TASK PROMPT: Copy out every line of the records in which "MarkerId" can be found.

========

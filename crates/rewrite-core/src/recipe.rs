/*!
# Recipes

Core trait and building blocks for named, composable transformations.

A recipe is plain data: a display name, a description, an optional visitor
factory and an ordered list of child recipes. The scheduler applies a
recipe's own visitor first and then each child in declared order, every
step seeing the tree the previous step produced.
*/

use std::fmt;
use std::sync::Arc;

use crate::context::ExecutionContext;
use crate::error::VisitResult;
use crate::trace;
use crate::tree::Tree;
use crate::visitor::TreeVisitor;

/// Core trait for recipes
///
/// Recipes are re-invoked every cycle and must be cheap and side-effect
/// free to construct visitors from. A visitor that finds nothing to do
/// must return the tree it was given so the scheduler can detect
/// convergence.
pub trait Recipe: Send + Sync {
    /// Human-readable name for this recipe
    fn name(&self) -> &str;

    /// What this recipe does
    fn description(&self) -> &str;

    /// Build the visitor for one invocation. `None` means this recipe only
    /// sequences its children.
    fn visitor(&self, ctx: &ExecutionContext) -> VisitResult<Option<Box<dyn TreeVisitor + '_>>> {
        let _ = ctx;
        Ok(None)
    }

    /// Child recipes, run after this recipe's own visitor
    fn recipe_list(&self) -> &[Arc<dyn Recipe>] {
        &[]
    }

    /// Path prefix identifying the types that belong to this recipe.
    ///
    /// Failure details keep only frames whose owner lies under this path.
    /// Defaults to the module the recipe type is declared in.
    fn frame_scope(&self) -> &'static str {
        trace::module_path_of(std::any::type_name::<Self>())
    }
}

impl fmt::Debug for dyn Recipe {
    fn fmt(&self, f: &mut fmt::Formatter<'_>) -> fmt::Result {
        f.debug_struct("Recipe")
            .field("name", &self.name())
            .field("recipe_list", &self.recipe_list())
            .finish()
    }
}

/// A recipe that applies its children in sequence
pub struct CompositeRecipe {
    name: String,
    description: String,
    recipes: Vec<Arc<dyn Recipe>>,
}

impl CompositeRecipe {
    pub fn new(name: impl Into<String>, description: impl Into<String>) -> Self {
        Self {
            name: name.into(),
            description: description.into(),
            recipes: Vec::new(),
        }
    }

    pub fn add_recipe(mut self, recipe: impl Recipe + 'static) -> Self {
        self.recipes.push(Arc::new(recipe));
        self
    }

    pub fn add_shared(mut self, recipe: Arc<dyn Recipe>) -> Self {
        self.recipes.push(recipe);
        self
    }
}

impl Recipe for CompositeRecipe {
    fn name(&self) -> &str {
        &self.name
    }

    fn description(&self) -> &str {
        &self.description
    }

    fn recipe_list(&self) -> &[Arc<dyn Recipe>] {
        &self.recipes
    }
}

/// A recipe that rewrites every node a matcher accepts
pub struct NodeRecipe<F>
where
    F: Fn(&Tree, &ExecutionContext) -> VisitResult<Tree> + Send + Sync,
{
    name: String,
    description: String,
    matcher: fn(&Tree) -> bool,
    transformer: F,
}

impl<F> NodeRecipe<F>
where
    F: Fn(&Tree, &ExecutionContext) -> VisitResult<Tree> + Send + Sync,
{
    pub fn new(
        name: impl Into<String>,
        description: impl Into<String>,
        matcher: fn(&Tree) -> bool,
        transformer: F,
    ) -> Self {
        Self {
            name: name.into(),
            description: description.into(),
            matcher,
            transformer,
        }
    }
}

impl<F> Recipe for NodeRecipe<F>
where
    F: Fn(&Tree, &ExecutionContext) -> VisitResult<Tree> + Send + Sync,
{
    fn name(&self) -> &str {
        &self.name
    }

    fn description(&self) -> &str {
        &self.description
    }

    fn visitor(&self, _ctx: &ExecutionContext) -> VisitResult<Option<Box<dyn TreeVisitor + '_>>> {
        Ok(Some(Box::new(NodeVisitor { recipe: self })))
    }
}

struct NodeVisitor<'a, F>
where
    F: Fn(&Tree, &ExecutionContext) -> VisitResult<Tree> + Send + Sync,
{
    recipe: &'a NodeRecipe<F>,
}

impl<F> TreeVisitor for NodeVisitor<'_, F>
where
    F: Fn(&Tree, &ExecutionContext) -> VisitResult<Tree> + Send + Sync,
{
    fn visit_node(&self, node: &Tree, ctx: &ExecutionContext) -> VisitResult<Tree> {
        if !(self.recipe.matcher)(node) {
            return Ok(node.clone());
        }
        let _frame = trace::enter::<Self>("visit_node");
        (self.recipe.transformer)(node, ctx)
    }
}
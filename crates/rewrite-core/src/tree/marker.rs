//! Typed metadata attached to tree nodes.

use std::fmt;

use serde::{Deserialize, Serialize};
use uuid::Uuid;

/// Kind of a marker
#[derive(Debug, Clone, Copy, PartialEq, Eq, Hash, Serialize, Deserialize)]
#[serde(rename_all = "snake_case")]
pub enum MarkerKind {
    Info,
    Warning,
    Error,
    SearchResult,
}

impl MarkerKind {
    /// Error and warning markers are surfaced even when the text is unchanged
    pub fn is_reportable(self) -> bool {
        matches!(self, Self::Error | Self::Warning)
    }
}

impl fmt::Display for MarkerKind {
    fn fmt(&self, f: &mut fmt::Formatter<'_>) -> fmt::Result {
        match self {
            Self::Info => write!(f, "info"),
            Self::Warning => write!(f, "warning"),
            Self::Error => write!(f, "error"),
            Self::SearchResult => write!(f, "search_result"),
        }
    }
}

/// Marker identity
#[derive(Debug, Clone, Copy, PartialEq, Eq, Hash, Serialize, Deserialize)]
pub struct MarkerId(pub Uuid);

impl MarkerId {
    pub fn new() -> Self {
        Self(Uuid::new_v4())
    }

    /// Deterministic id derived from the parts that name a logical marker
    pub fn stable(kind: MarkerKind, recipe: Option<&str>, message: &str) -> Self {
        let name = format!("{kind}\u{1f}{}\u{1f}{message}", recipe.unwrap_or_default());
        Self(Uuid::new_v5(&Uuid::NAMESPACE_OID, name.as_bytes()))
    }
}

impl Default for MarkerId {
    fn default() -> Self {
        Self::new()
    }
}

impl fmt::Display for MarkerId {
    fn fmt(&self, f: &mut fmt::Formatter<'_>) -> fmt::Result {
        write!(f, "{}", self.0)
    }
}

#[derive(Debug, Clone, PartialEq, Eq, Serialize, Deserialize)]
pub struct Marker {
    pub id: MarkerId,
    pub kind: MarkerKind,
    pub message: String,
    /// Extra diagnostic text, e.g. the recipe frames behind an error
    pub detail: Option<String>,
    /// Name of the recipe that produced this marker
    pub recipe: Option<String>,
}

impl Marker {
    /// A marker with a fresh random id
    pub fn new(kind: MarkerKind, message: impl Into<String>) -> Self {
        Self {
            id: MarkerId::new(),
            kind,
            message: message.into(),
            detail: None,
            recipe: None,
        }
    }

    /// A marker whose id is the same every time it is built from the same
    /// kind, recipe and message. Re-attaching it supersedes the old entry.
    pub fn stable(kind: MarkerKind, recipe: Option<&str>, message: impl Into<String>) -> Self {
        let message = message.into();
        Self {
            id: MarkerId::stable(kind, recipe, &message),
            kind,
            message,
            detail: None,
            recipe: recipe.map(str::to_string),
        }
    }

    pub fn info(message: impl Into<String>) -> Self {
        Self::new(MarkerKind::Info, message)
    }

    pub fn warning(message: impl Into<String>) -> Self {
        Self::new(MarkerKind::Warning, message)
    }

    pub fn error(message: impl Into<String>) -> Self {
        Self::new(MarkerKind::Error, message)
    }

    pub fn with_detail(mut self, detail: impl Into<String>) -> Self {
        self.detail = Some(detail.into());
        self
    }

    pub fn with_recipe(mut self, recipe: impl Into<String>) -> Self {
        self.recipe = Some(recipe.into());
        self
    }
}

/// Ordered marker bag with id-based deduplication
#[derive(Debug, Clone, Default, PartialEq, Eq, Serialize, Deserialize)]
pub struct Markers {
    entries: Vec<Marker>,
}

impl Markers {
    pub fn new() -> Self {
        Self::default()
    }

    /// Add a marker. A marker with the same id is replaced in place.
    pub fn add(&mut self, marker: Marker) {
        match self.entries.iter_mut().find(|existing| existing.id == marker.id) {
            Some(existing) => *existing = marker,
            None => self.entries.push(marker),
        }
    }

    pub fn with(mut self, marker: Marker) -> Self {
        self.add(marker);
        self
    }

    pub fn remove(&mut self, id: MarkerId) -> Option<Marker> {
        let index = self.entries.iter().position(|marker| marker.id == id)?;
        Some(self.entries.remove(index))
    }

    pub fn get(&self, id: MarkerId) -> Option<&Marker> {
        self.entries.iter().find(|marker| marker.id == id)
    }

    pub fn find_first(&self, kind: MarkerKind) -> Option<&Marker> {
        self.entries.iter().find(|marker| marker.kind == kind)
    }

    pub fn of_kind(&self, kind: MarkerKind) -> impl Iterator<Item = &Marker> {
        self.entries.iter().filter(move |marker| marker.kind == kind)
    }

    pub fn iter(&self) -> std::slice::Iter<'_, Marker> {
        self.entries.iter()
    }

    pub fn len(&self) -> usize {
        self.entries.len()
    }

    pub fn is_empty(&self) -> bool {
        self.entries.is_empty()
    }
}

impl<'a> IntoIterator for &'a Markers {
    type Item = &'a Marker;
    type IntoIter = std::slice::Iter<'a, Marker>;

    fn into_iter(self) -> Self::IntoIter {
        self.entries.iter()
    }
}

impl FromIterator<Marker> for Markers {
    fn from_iter<I: IntoIterator<Item = Marker>>(iter: I) -> Self {
        let mut markers = Markers::new();
        for marker in iter {
            markers.add(marker);
        }
        markers
    }
}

========

RESULT OF THIS TASK:
pub struct MarkerId(pub Uuid);
impl MarkerId {
impl Default for MarkerId {
impl fmt::Display for MarkerId {
    pub id: MarkerId,
            id: MarkerId::new(),
            id: MarkerId::stable(kind, recipe, &message),
    pub fn remove(&mut self, id: MarkerId) -> Option<Marker> {
    pub fn get(&self, id: MarkerId) -> Option<&Marker> {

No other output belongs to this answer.